L’Inde, à travers ses mélodrames lacrymogènes et les chorégraphies de ses comédies musicales gorgées de chants et de larmes, a réellement enchanté notre imaginaire. En ce temps-là, les salles de nos quartiers diffusant ces films avaient leurs habitués et autres inconditionnels vantards, prédécesseurs sans doute des cinéphiles verbeux qui hantent les ciné-clubs d’aujourd’hui. Ils nous traduisaient les dialogues --ou du moins le prétendaient-ils-- se disant spécialistes parce ne consommant que du "hindi" en boucle. Comme ils se targuaient aussi de tout savoir sur les us et coutumes de cette contrée, alors qu’ils n’ont jamais ouvert un livre, ni bougé plus loin que le village de Moulay Yacoub, à une vingtaine de kilomètres de la ville. C’est alors que dès qu’un couple court en chantant et en jouant à cache-cache entre les arbres (ce qu’on fait d’ailleurs tout le temps dans ce genre de films), le public, espérant ardemment un échange de baisers (comme dans les westerns et les péplums), s’entend rappeler savamment à l’ordre par l’un de ces "ethno-hindologues" surgi du dernier rang en hurlant à la cantonade : "Wa d’rari, l’hnoud matay t’baoussouch!" (Eh les gars, les Hindous ne s’embrassent pas !).

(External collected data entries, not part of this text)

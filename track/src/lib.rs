//! Satoshi provenance tracking under first-in-first-out allocation.
//!
//! Positions are expressed in three coordinate frames:
//!
//! * **output-local**: `[0, value)` within a single output;
//! * **transaction-relative**: the outputs of a transaction laid out
//!   consecutively in index order, and likewise its inputs;
//! * **absolute**: ordinal numbers in issuance order, anchored to each
//!   coinbase at `first_ordinal(height)`.
//!
//! [`ProvenanceTracker`] re-bases ranges between these frames while walking
//! the spend graph backwards; [`TrackSession`] carries the roadmap of pending
//! work items and the segments resolved so far for one run.

pub mod error;
pub mod session;
pub mod tracker;

#[cfg(test)]
pub(crate) mod testutils;

pub use error::{Inconsistency, TrackError, TrackResult};
pub use session::{Progress, TrackSession, WorkItem};
pub use tracker::ProvenanceTracker;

Puis vint alors ce film hindi parlant darija qui va mettre fin à l’imposture et à la dictature des "spécialistes" et autres traducteurs-hurleurs : "Mangala Al Badawiya". Ses dialogues, chargés d’anachronismes, étaient doublés par des comédiens marocains, grâce aux efforts techniques faits de bidouillage et de trucages sonores du regretté Brahim Sayeh. Ce fou du 7ème Art fut le premier à avoir fait parler la darija à nos héros Raj Kapoor et Samy Kapoor, acteurs que nos "experts" disaient frères, alors qu’ils n’en savaient pas plus que nous sur leur biographie. Sayeh a aussi mis notre dialecte marocain, pour notre grand plaisir amusé, dans les célèbres bouches hollywoodiennes de Kirk Douglas et Tony Curtis notamment dans "Les Vikings" de Richard Fleischer.

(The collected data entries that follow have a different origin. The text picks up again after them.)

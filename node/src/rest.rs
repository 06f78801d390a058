use crate::client::NodeClient;
use crate::config::{RestConfig, RetryPolicy};
use crate::error::{NodeError, NodeResult};
use crate::model::{BlockInfo, TxStatus};
use bitcoin::consensus::encode;
use bitcoin::hashes::hex::FromHex;
use bitcoin::{BlockHash, Transaction, Txid};
use log::warn;
use reqwest::StatusCode;
use reqwest::blocking::{Client, Response};
use serde::Deserialize;

/// `NodeClient` backed by an esplora-style block explorer REST API.
///
/// Endpoint shapes are private to this adapter; callers only ever see the
/// normalized `NodeClient` models.
pub struct RestClient {
    http: Client,
    base_url: String,
    retry: RetryPolicy,
}

#[derive(Deserialize)]
struct StatusDto {
    confirmed: bool,
    block_hash: Option<BlockHash>,
    block_height: Option<u64>,
}

#[derive(Deserialize)]
struct BlockDto {
    id: BlockHash,
    height: u64,
}

impl RestClient {
    pub fn new(config: &RestConfig) -> NodeResult<Self> {
        let http = Client::builder().timeout(config.timeout()).build()?;
        Ok(Self { http, base_url: config.base_url.trim_end_matches('/').to_string(), retry: config.retry })
    }

    /// Issues a GET, retrying connect and timeout failures with a fixed delay
    fn get(&self, path: &str) -> NodeResult<Response> {
        let url = format!("{}{}", self.base_url, path);
        let mut attempt = 0;
        loop {
            match self.http.get(&url).send() {
                Ok(response) => {
                    if response.status() == StatusCode::NOT_FOUND {
                        return Err(NodeError::NotFound(path.to_string()));
                    }
                    return Ok(response.error_for_status()?);
                }
                Err(err) if err.is_timeout() || err.is_connect() => {
                    attempt += 1;
                    if attempt >= self.retry.max_attempts {
                        return Err(NodeError::Unavailable { attempts: attempt, last: err.to_string() });
                    }
                    warn!("GET {} failed on attempt {}/{}, retrying: {}", path, attempt, self.retry.max_attempts, err);
                    std::thread::sleep(self.retry.delay());
                }
                Err(err) => return Err(err.into()),
            }
        }
    }

    fn get_text(&self, path: &str) -> NodeResult<String> {
        Ok(self.get(path)?.text()?)
    }
}

impl NodeClient for RestClient {
    fn get_transaction(&self, txid: &Txid) -> NodeResult<Transaction> {
        let hex = self.get_text(&format!("/tx/{}/hex", txid))?;
        let bytes = Vec::<u8>::from_hex(hex.trim())
            .map_err(|_| NodeError::MalformedResponse(format!("transaction hex for {}", txid)))?;
        Ok(encode::deserialize(&bytes)?)
    }

    fn get_transaction_status(&self, txid: &Txid) -> NodeResult<TxStatus> {
        let status: StatusDto = self.get(&format!("/tx/{}/status", txid))?.json()?;
        if !status.confirmed {
            return Ok(TxStatus { block_hash: None, confirmations: None });
        }
        // The explorer reports a height rather than a confirmation count
        let confirmations = match status.block_height {
            Some(height) => Some(self.get_block_count()?.saturating_sub(height) + 1),
            None => None,
        };
        Ok(TxStatus { block_hash: status.block_hash, confirmations })
    }

    fn get_block(&self, hash: &BlockHash) -> NodeResult<BlockInfo> {
        let block: BlockDto = self.get(&format!("/block/{}", hash))?.json()?;
        let txids: Vec<Txid> = self.get(&format!("/block/{}/txids", hash))?.json()?;
        Ok(BlockInfo { hash: block.id, height: block.height, txids })
    }

    fn get_block_hash(&self, height: u64) -> NodeResult<BlockHash> {
        let text = self.get_text(&format!("/block-height/{}", height))?;
        text.trim().parse().map_err(|_| NodeError::MalformedResponse(format!("block hash at height {}: {:?}", height, text)))
    }

    fn get_block_count(&self) -> NodeResult<u64> {
        let text = self.get_text("/blocks/tip/height")?;
        text.trim().parse().map_err(|_| NodeError::MalformedResponse(format!("tip height: {:?}", text)))
    }
}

D’autres films hindi suivront, tel, "Asadaqa" (L’Amitié), un grand classique qui faisait déverser des torrents de larmes à un public en émoi et où, comme dans le roman de Arundhati Roy, deux frères jumeaux sont séparés par les aléas , la misère et  les "petits riens" de la vie au quotidiens. Mais rassurez-vous, tout va bien se terminer après moult misères et pérégrinations. Tout d’ailleurs finissait bien, mais en larmes puis en sourire, dans ces spectacles de pauvres, vus par d’autres pauvres. Ce qui n’est pas sans nous rappeler ce poème de Paul Eluard qui avait inspiré, là aussi, un beau roman initiatique, Bonjour tristesse, de Sagan : "Adieu tristesse/ Bonjour tristesse/ Tu n'es pas tout à fait la misère/ Car les lèvres les plus pauvres te dénoncent/ Par un sourire."